■ **Work instruction**
Write out exactly the lines of the entries below from the one holding "pub fn is_null(&self)" to the one holding "pub fn as_int(&self)", inclusive, and leave out all other lines.

The data START

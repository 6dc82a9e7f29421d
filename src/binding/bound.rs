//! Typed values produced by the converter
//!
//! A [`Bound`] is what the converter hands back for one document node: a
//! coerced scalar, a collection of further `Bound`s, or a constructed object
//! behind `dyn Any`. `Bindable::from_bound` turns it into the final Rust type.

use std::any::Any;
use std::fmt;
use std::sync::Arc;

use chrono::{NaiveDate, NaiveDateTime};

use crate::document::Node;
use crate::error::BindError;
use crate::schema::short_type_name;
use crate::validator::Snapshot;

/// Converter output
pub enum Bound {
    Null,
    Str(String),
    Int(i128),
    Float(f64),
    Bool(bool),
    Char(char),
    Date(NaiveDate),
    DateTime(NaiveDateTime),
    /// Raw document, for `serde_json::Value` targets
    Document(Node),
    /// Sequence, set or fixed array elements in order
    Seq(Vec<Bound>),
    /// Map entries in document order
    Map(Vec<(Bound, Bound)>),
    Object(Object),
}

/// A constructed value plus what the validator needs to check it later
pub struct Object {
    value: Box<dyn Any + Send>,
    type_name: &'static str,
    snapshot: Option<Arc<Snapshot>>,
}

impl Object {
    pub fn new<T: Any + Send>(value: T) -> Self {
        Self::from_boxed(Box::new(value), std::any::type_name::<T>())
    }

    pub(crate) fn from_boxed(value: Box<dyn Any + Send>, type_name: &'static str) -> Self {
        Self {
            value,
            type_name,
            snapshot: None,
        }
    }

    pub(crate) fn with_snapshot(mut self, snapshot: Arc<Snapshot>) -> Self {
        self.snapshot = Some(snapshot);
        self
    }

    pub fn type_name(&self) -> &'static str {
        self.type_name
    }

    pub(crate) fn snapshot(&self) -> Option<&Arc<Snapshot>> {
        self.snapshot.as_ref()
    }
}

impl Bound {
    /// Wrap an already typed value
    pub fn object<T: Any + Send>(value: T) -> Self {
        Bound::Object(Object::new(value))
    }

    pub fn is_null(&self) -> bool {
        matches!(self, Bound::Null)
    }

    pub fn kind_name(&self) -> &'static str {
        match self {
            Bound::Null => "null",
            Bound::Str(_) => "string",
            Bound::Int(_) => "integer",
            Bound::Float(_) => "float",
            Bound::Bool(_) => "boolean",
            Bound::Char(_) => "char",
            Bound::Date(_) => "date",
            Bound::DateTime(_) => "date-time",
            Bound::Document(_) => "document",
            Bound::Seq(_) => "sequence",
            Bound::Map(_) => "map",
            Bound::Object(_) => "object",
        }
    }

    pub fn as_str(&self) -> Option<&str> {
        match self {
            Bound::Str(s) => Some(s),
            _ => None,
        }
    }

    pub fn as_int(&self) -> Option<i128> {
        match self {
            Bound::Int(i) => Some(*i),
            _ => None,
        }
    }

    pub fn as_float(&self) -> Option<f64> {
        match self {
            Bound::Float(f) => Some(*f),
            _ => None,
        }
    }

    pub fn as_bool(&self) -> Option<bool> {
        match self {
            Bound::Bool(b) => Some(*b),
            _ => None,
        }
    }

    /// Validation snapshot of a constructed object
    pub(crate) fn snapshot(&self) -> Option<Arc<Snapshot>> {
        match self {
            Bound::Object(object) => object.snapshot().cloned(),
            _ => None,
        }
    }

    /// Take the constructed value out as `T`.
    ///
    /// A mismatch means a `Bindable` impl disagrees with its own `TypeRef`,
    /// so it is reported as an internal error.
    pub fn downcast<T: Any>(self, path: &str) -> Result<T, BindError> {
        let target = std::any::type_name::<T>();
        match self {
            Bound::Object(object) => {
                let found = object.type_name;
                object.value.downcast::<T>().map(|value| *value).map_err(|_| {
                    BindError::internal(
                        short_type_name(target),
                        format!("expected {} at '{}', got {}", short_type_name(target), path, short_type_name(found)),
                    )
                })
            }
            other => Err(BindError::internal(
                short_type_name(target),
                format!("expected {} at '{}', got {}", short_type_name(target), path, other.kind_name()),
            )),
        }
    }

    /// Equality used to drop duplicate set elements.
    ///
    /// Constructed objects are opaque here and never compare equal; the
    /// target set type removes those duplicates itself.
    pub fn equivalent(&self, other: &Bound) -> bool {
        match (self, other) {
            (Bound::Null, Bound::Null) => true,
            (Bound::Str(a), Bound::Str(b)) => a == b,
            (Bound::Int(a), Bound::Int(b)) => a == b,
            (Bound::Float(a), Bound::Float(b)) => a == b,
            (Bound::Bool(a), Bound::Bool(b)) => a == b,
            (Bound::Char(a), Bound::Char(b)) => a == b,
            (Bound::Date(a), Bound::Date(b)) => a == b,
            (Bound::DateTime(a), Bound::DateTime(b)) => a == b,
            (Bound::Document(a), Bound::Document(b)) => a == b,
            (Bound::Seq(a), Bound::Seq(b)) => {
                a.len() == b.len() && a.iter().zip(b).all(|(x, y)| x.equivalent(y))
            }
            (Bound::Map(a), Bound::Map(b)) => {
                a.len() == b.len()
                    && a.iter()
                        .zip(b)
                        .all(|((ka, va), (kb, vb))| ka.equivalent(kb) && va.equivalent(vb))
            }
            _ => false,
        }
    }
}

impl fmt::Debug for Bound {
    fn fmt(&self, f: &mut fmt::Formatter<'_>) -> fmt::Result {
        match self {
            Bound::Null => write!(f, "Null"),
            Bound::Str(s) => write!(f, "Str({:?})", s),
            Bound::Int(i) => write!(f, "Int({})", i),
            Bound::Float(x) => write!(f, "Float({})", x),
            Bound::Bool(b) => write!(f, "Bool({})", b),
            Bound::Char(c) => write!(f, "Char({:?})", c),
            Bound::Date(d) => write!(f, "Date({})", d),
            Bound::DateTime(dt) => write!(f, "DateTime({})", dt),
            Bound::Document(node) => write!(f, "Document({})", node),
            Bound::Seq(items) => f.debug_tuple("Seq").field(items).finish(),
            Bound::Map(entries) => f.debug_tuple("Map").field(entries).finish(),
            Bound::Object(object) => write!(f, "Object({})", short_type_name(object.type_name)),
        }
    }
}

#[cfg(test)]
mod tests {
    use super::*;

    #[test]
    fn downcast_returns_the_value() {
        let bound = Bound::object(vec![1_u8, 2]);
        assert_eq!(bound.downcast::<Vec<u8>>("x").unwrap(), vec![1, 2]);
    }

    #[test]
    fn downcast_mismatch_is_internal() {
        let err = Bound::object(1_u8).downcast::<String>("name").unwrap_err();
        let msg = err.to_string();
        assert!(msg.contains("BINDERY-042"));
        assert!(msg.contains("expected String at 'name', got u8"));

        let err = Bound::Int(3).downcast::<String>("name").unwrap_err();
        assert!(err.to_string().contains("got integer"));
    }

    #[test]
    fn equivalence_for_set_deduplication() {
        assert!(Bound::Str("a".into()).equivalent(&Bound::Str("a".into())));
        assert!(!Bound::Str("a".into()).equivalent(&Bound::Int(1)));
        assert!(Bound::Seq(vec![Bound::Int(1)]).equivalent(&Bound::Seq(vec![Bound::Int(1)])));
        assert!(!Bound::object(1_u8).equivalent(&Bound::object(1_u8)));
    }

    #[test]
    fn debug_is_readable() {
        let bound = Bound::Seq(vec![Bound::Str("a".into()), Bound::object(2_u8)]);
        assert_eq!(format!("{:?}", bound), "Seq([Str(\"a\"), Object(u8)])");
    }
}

The data END

■ **Response below**
    pub fn is_null(&self) -> bool {
        matches!(self, Bound::Null)
    }

    pub fn kind_name(&self) -> &'static str {
        match self {
            Bound::Null => "null",
            Bound::Str(_) => "string",
            Bound::Int(_) => "integer",
            Bound::Float(_) => "float",
            Bound::Bool(_) => "boolean",
            Bound::Char(_) => "char",
            Bound::Date(_) => "date",
            Bound::DateTime(_) => "date-time",
            Bound::Document(_) => "document",
            Bound::Seq(_) => "sequence",
            Bound::Map(_) => "map",
            Bound::Object(_) => "object",
        }
    }

    pub fn as_str(&self) -> Option<&str> {
        match self {
            Bound::Str(s) => Some(s),
            _ => None,
        }
    }

    pub fn as_int(&self) -> Option<i128> {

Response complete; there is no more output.